Task details ::
Look through the lines below and copy each one that includes "logic".

Stored data entries:
#[cfg(test)]
mod tests {
    use super::*;
    use chrono::Utc;
    use db::models::student_test_result::ResultStatus;
    use serde_json::json;

    fn make_result(id: i64, student_id: i64, test_id: i64, average_mark: f64) -> student_test_result::Model {
        let now = Utc::now();
        student_test_result::Model {
            id,
            student_id,
            test_id,
            marks: json!([]),
            average_mark,
            status: ResultStatus::Validated,
            mark_validated_date: Some(now),
            deleted: false,
            created_at: now,
            updated_at: now,
        }
    }

    fn make_test(id: i64, subject_id: i64, weight: f64, criteria: serde_json::Value) -> test::Model {
        let now = Utc::now();
        test::Model {
            id,
            subject_id,
            name: format!("Test {id}"),
            weight,
            notations: json!([]),
            criteria,
            deleted: false,
            created_at: now,
            updated_at: now,
        }
    }

    fn make_subject(id: i64, block_id: i64, coefficient: f64, criteria: serde_json::Value) -> subject::Model {
        let now = Utc::now();
        subject::Model {
            id,
            block_id,
            name: format!("Subject {id}"),
            coefficient,
            criteria,
            deleted: false,
            created_at: now,
            updated_at: now,
        }
    }

    fn make_block(id: i64) -> block::Model {
        let now = Utc::now();
        block::Model {
            id,
            school_id: 1,
            name: format!("Block {id}"),
            deleted: false,
            created_at: now,
            updated_at: now,
        }
    }

    fn gte_pass_criteria(threshold: f64) -> serde_json::Value {
        json!({
            "logic": "AND",
            "rules": [
                { "operator": "GTE", "threshold": threshold, "expected_outcome": "PASS" }
            ]
        })
    }

    fn average_gte_groups(threshold: f64) -> serde_json::Value {
        json!([
            {
                "expected_outcome": "PASS",
                "rules": [
                    { "rule_type": "AVERAGE", "operator": "GTE", "threshold": threshold }
                ]
            },
            {
                "expected_outcome": "FAIL",
                "rules": [
                    { "rule_type": "AVERAGE", "operator": "LT", "threshold": threshold }
                ]
            }
        ])
    }

    /// One result, average 80, weight 0.5, GTE 60 → weighted 40.00, PASS.
    #[test]
    fn test_single_test_weighted_mark_and_verdict() {
        let job = TranscriptJob::new(
            1,
            vec![make_result(1, 1, 10, 80.0)],
            vec![make_test(10, 100, 0.5, gte_pass_criteria(60.0))],
            vec![make_subject(100, 1000, 2.0, average_gte_groups(100.0))],
            vec![make_block(1000)],
        );

        let transcript = job.calculate().unwrap();
        assert_eq!(transcript.tests.len(), 1);
        assert_eq!(transcript.tests[0].weighted_mark, 40.0);
        assert_eq!(transcript.tests[0].verdict, types::Verdict::Pass);
    }

    /// Coefficient 4 over one weighted mark of 40 → total 160.00, PASS on
    /// an AVERAGE >= 100 rule.
    #[test]
    fn test_subject_total_mark_and_verdict() {
        let job = TranscriptJob::new(
            1,
            vec![make_result(1, 1, 10, 80.0)],
            vec![make_test(10, 100, 0.5, gte_pass_criteria(60.0))],
            vec![make_subject(100, 1000, 4.0, average_gte_groups(100.0))],
            vec![make_block(1000)],
        );

        let transcript = job.calculate().unwrap();
        assert_eq!(transcript.subjects.len(), 1);
        assert_eq!(transcript.subjects[0].total_mark, 160.0);
        assert_eq!(transcript.subjects[0].verdict, types::Verdict::Pass);
        assert_eq!(transcript.blocks.len(), 1);
        assert_eq!(transcript.blocks[0].subject_ids, vec![100]);
    }

    /// Recomputing from the same inputs yields the same totals.
    #[test]
    fn test_calculation_is_idempotent() {
        let job = TranscriptJob::new(
            1,
            vec![
                make_result(1, 1, 10, 73.37),
                make_result(2, 1, 11, 55.51),
            ],
            vec![
                make_test(10, 100, 0.6, gte_pass_criteria(60.0)),
                make_test(11, 100, 0.4, gte_pass_criteria(60.0)),
            ],
            vec![make_subject(100, 1000, 1.5, average_gte_groups(50.0))],
            vec![make_block(1000)],
        );

        let first = job.calculate().unwrap();
        let second = job.calculate().unwrap();
        assert_eq!(first.subjects[0].total_mark, second.subjects[0].total_mark);
        assert_eq!(first, second);
    }

    /// TEST_SCORE rules resolve against the named test's average mark.
    #[test]
    fn test_subject_test_score_rule_resolution() {
        let groups = json!([
            {
                "expected_outcome": "PASS",
                "rules": [
                    { "rule_type": "TEST_SCORE", "test_id": 10, "operator": "GTE", "threshold": 70.0 },
                    { "rule_type": "AVERAGE", "operator": "GTE", "threshold": 50.0, "logic": "AND" }
                ]
            },
            {
                "expected_outcome": "FAIL",
                "rules": [
                    { "rule_type": "TEST_SCORE", "test_id": 10, "operator": "LT", "threshold": 70.0 }
                ]
            }
        ]);
        let job = TranscriptJob::new(
            1,
            vec![make_result(1, 1, 10, 80.0)],
            vec![make_test(10, 100, 1.0, gte_pass_criteria(60.0))],
            vec![make_subject(100, 1000, 1.0, groups)],
            vec![make_block(1000)],
        );

        let transcript = job.calculate().unwrap();
        // weighted = 80, total = 80; TEST_SCORE 80 >= 70 and AVERAGE 80 >= 50.
        assert_eq!(transcript.subjects[0].verdict, types::Verdict::Pass);
    }

    #[test]
    fn test_result_referencing_missing_test_raises() {
        let job = TranscriptJob::new(
            1,
            vec![make_result(1, 1, 99, 80.0)],
            vec![],
            vec![],
            vec![],
        );
        assert!(matches!(
            job.calculate(),
            Err(TranscriptError::MissingTest { result_id: 1, test_id: 99 })
        ));
    }

    #[test]
    fn test_malformed_test_criteria_raises() {
        let job = TranscriptJob::new(
            1,
            vec![make_result(1, 1, 10, 80.0)],
            vec![make_test(
                10,
                100,
                0.5,
                json!({ "logic": "XOR", "rules": [] }),
            )],
            vec![make_subject(100, 1000, 1.0, average_gte_groups(50.0))],
            vec![make_block(1000)],
        );
        assert!(matches!(
            job.calculate(),
            Err(TranscriptError::InvalidCriteria(_))
        ));
    }

    /// Two tests in one subject, one in another, spread over two blocks.
    #[test]
    fn test_multi_subject_multi_block_tree() {
        let job = TranscriptJob::new(
            1,
            vec![
                make_result(1, 1, 10, 80.0),
                make_result(2, 1, 11, 60.0),
                make_result(3, 1, 12, 90.0),
            ],
            vec![
                make_test(10, 100, 0.5, gte_pass_criteria(60.0)),
                make_test(11, 100, 0.5, gte_pass_criteria(60.0)),
                make_test(12, 101, 1.0, gte_pass_criteria(60.0)),
            ],
            vec![
                make_subject(100, 1000, 1.0, average_gte_groups(50.0)),
                make_subject(101, 1001, 2.0, average_gte_groups(100.0)),
            ],
            vec![make_block(1000), make_block(1001)],
        );

        let transcript = job.calculate().unwrap();
        assert_eq!(transcript.tests.len(), 3);
        assert_eq!(transcript.subjects.len(), 2);
        assert_eq!(transcript.blocks.len(), 2);

        // Subject 100: 40 + 30 = 70.00; subject 101: 2 * 90 = 180.00.
        assert_eq!(transcript.subjects[0].total_mark, 70.0);
        assert_eq!(transcript.subjects[1].total_mark, 180.0);
        assert_eq!(transcript.subjects[0].verdict, types::Verdict::Pass);
        assert_eq!(transcript.subjects[1].verdict, types::Verdict::Pass);
    }
}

Completed exercise ::
            "logic": "AND",
                    { "rule_type": "AVERAGE", "operator": "GTE", "threshold": 50.0, "logic": "AND" }
                json!({ "logic": "XOR", "rules": [] }),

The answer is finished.